For the second consecutive city council meeting, residents who live along Fourth Street voiced strong disapproval of renovations to the street. The renovations would include tearing into property on the street's north side and endangering many mature trees along that stretch, residents say.
But at Monday's meeting, residents who favor the proposed renovation, which would include a sidewalk, voiced their approval.
"We want to say that there are some of us who do want this sidewalk," said Paige Jefferies, who lives at 1611 E. Fourth St.
Jefferies said the street is dangerous for children walking to school from South Park.
"It is not exactly safe," Jefferies said. "We did our best and it finally got to the point where it wasn't worth the risk. I finally started driving my son."
Neighbor Doug Bennett, who lives at 1305 E. Fourth, brought three of his children to show there was a reason for the sidewalk.
"People say nobody walks on that road," Bennett said. "I take that personally.
"To me, I don't care if you have to hang the sidewalk in the air, it needs a sidewalk."
Paula Crook, who also lives on Fourth Street, is against putting in a sidewalk.
Jefferies mentioned that the project was for the "greater good of the community," but Crook didn't see it that way.
"I'm not for the sidewalk, I'm not for the power lines moving further into my yard," Crook said. "They say they have to do it for the good of the new community. To me, we've already accommodated the new community.
"We've built a new school, new sewer plant. I don't want the trees to come down."
Crook said she counted 32 trees that would be affected by the renovation, which calls for a five-foot sidewalk along the north side of the road and a wider street.
After a lengthy discussion, the council voted unanimously to move forward with a sidewalk.
Council members said they wanted to work with residents to wind the sidewalk -- and possibly make it more narrow at some points -- accommodate for some of the trees.
The council also looked at taking a planned water line out of the equation and constructing a water line from Washington along East Street extended that would connect with Fourth Street water lines. City Administrator Mike Yanez said the city needed to connect the water line soon so it could accommodate the water tower that's being built on the new middle school campus on Washington Street.
The alternate water line would have cost nearly $285,000, according to BG numbers. The council instead stayed with a proposed water line along Fourth, which would cost about $70,000.
At Monday's meeting, the council approved the sale of general obligation bonds in the amount of $370,000 to finance, in part, the new south water tower on the middle school campus, to which the school district has agreed to pledge $150,000.
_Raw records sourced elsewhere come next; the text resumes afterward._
use indicatif::{ProgressBar, ProgressStyle};

/// Page counter for the ride-log crawl. The length is set once the page
/// count is known; the bar hides itself when stderr is not a terminal.
pub(crate) fn page_bar(message: &str) -> ProgressBar {
    let bar = ProgressBar::new(0);
    bar.set_style(
        ProgressStyle::default_bar()
            .template("{msg}: {percent:>3}%|{bar:40.cyan/blue}| {pos}/{len} [{elapsed_precise}<{eta}]")
            .unwrap_or_else(|_| ProgressStyle::default_bar())
            .progress_chars("#>-"),
    );
    bar.set_message(message.to_string());
    bar
}
//! Region identity and ride-log statistics.

use serde::{Deserialize, Serialize};

use crate::CoreError;

/// Human-readable Trailforks region identifier as it appears in URLs,
/// e.g. `"duthie-hill-mountain-bike-park"`.
///
/// The numeric region id used by the trail export is a separate value; the
/// two cannot be derived from one another.
#[derive(Debug, Clone, PartialEq, Eq, Hash, Serialize, Deserialize)]
#[serde(try_from = "String", into = "String")]
pub struct RegionSlug(String);

impl RegionSlug {
    /// Validates and wraps a region slug.
    ///
    /// The slug is interpolated into URL paths and output file names, so it
    /// must be non-empty and free of whitespace, path separators and URL
    /// delimiters.
    ///
    /// # Errors
    ///
    /// Returns [`CoreError::InvalidRegionSlug`] when the slug fails those checks.
    pub fn new(slug: impl Into<String>) -> Result<Self, CoreError> {
        let slug = slug.into();
        let reason = if slug.is_empty() {
            Some("slug is empty")
        } else if slug.chars().any(char::is_whitespace) {
            Some("slug contains whitespace")
        } else if slug.contains(['/', '\\', '?', '#', '&']) {
            Some("slug contains a URL or path delimiter")
        } else if slug == "." || slug == ".." {
            Some("slug is a relative path component")
        } else {
            None
        };

        match reason {
            Some(reason) => Err(CoreError::InvalidRegionSlug {
                slug,
                reason: reason.to_string(),
            }),
            None => Ok(Self(slug)),
        }
    }

    #[must_use]
    pub fn as_str(&self) -> &str {
        &self.0
    }
}

impl std::fmt::Display for RegionSlug {
    fn fmt(&self, f: &mut std::fmt::Formatter<'_>) -> std::fmt::Result {
        f.write_str(&self.0)
    }
}

impl std::str::FromStr for RegionSlug {
    type Err = CoreError;

    fn from_str(s: &str) -> Result<Self, Self::Err> {
        Self::new(s)
    }
}

impl TryFrom<String> for RegionSlug {
    type Error = CoreError;

    fn try_from(value: String) -> Result<Self, Self::Error> {
        Self::new(value)
    }
}

impl From<RegionSlug> for String {
    fn from(value: RegionSlug) -> Self {
        value.0
    }
}

/// Ride-log summary statistics shown on a region's `ridelogstats` page.
///
/// All four fields are always present; extraction fails instead of
/// producing a partially filled record.
#[derive(Debug, Clone, Copy, PartialEq, Eq, Serialize, Deserialize)]
pub struct RegionInfo {
    pub total_ridelogs: u64,
    pub unique_riders: u64,
    pub trails_ridden: u64,
    pub average_trails_per_ride: u64,
}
At the previous council meeting, Brian Kinglsey, with BG Consultants, the city's engineering firm, showed the council and residents two options for the project.
One would include installation of a 12-inch water on the north side of the street with natural gas and telephone lines redirected to the south side with a 31-foot-wide street. An additional 8 feet of right of way would be needed on the north side and 5 feet of utility easement on the south side for utilities.
The second option would include the same water, street and utility configuration with the addition of a 5-foot sidewalk on the north side.
Residents have asked whether the sidewalk could be constructed on the south side, but Kingsley said there's not enough room on the south side and safety issues come into play, such as a Westar power station on the south side.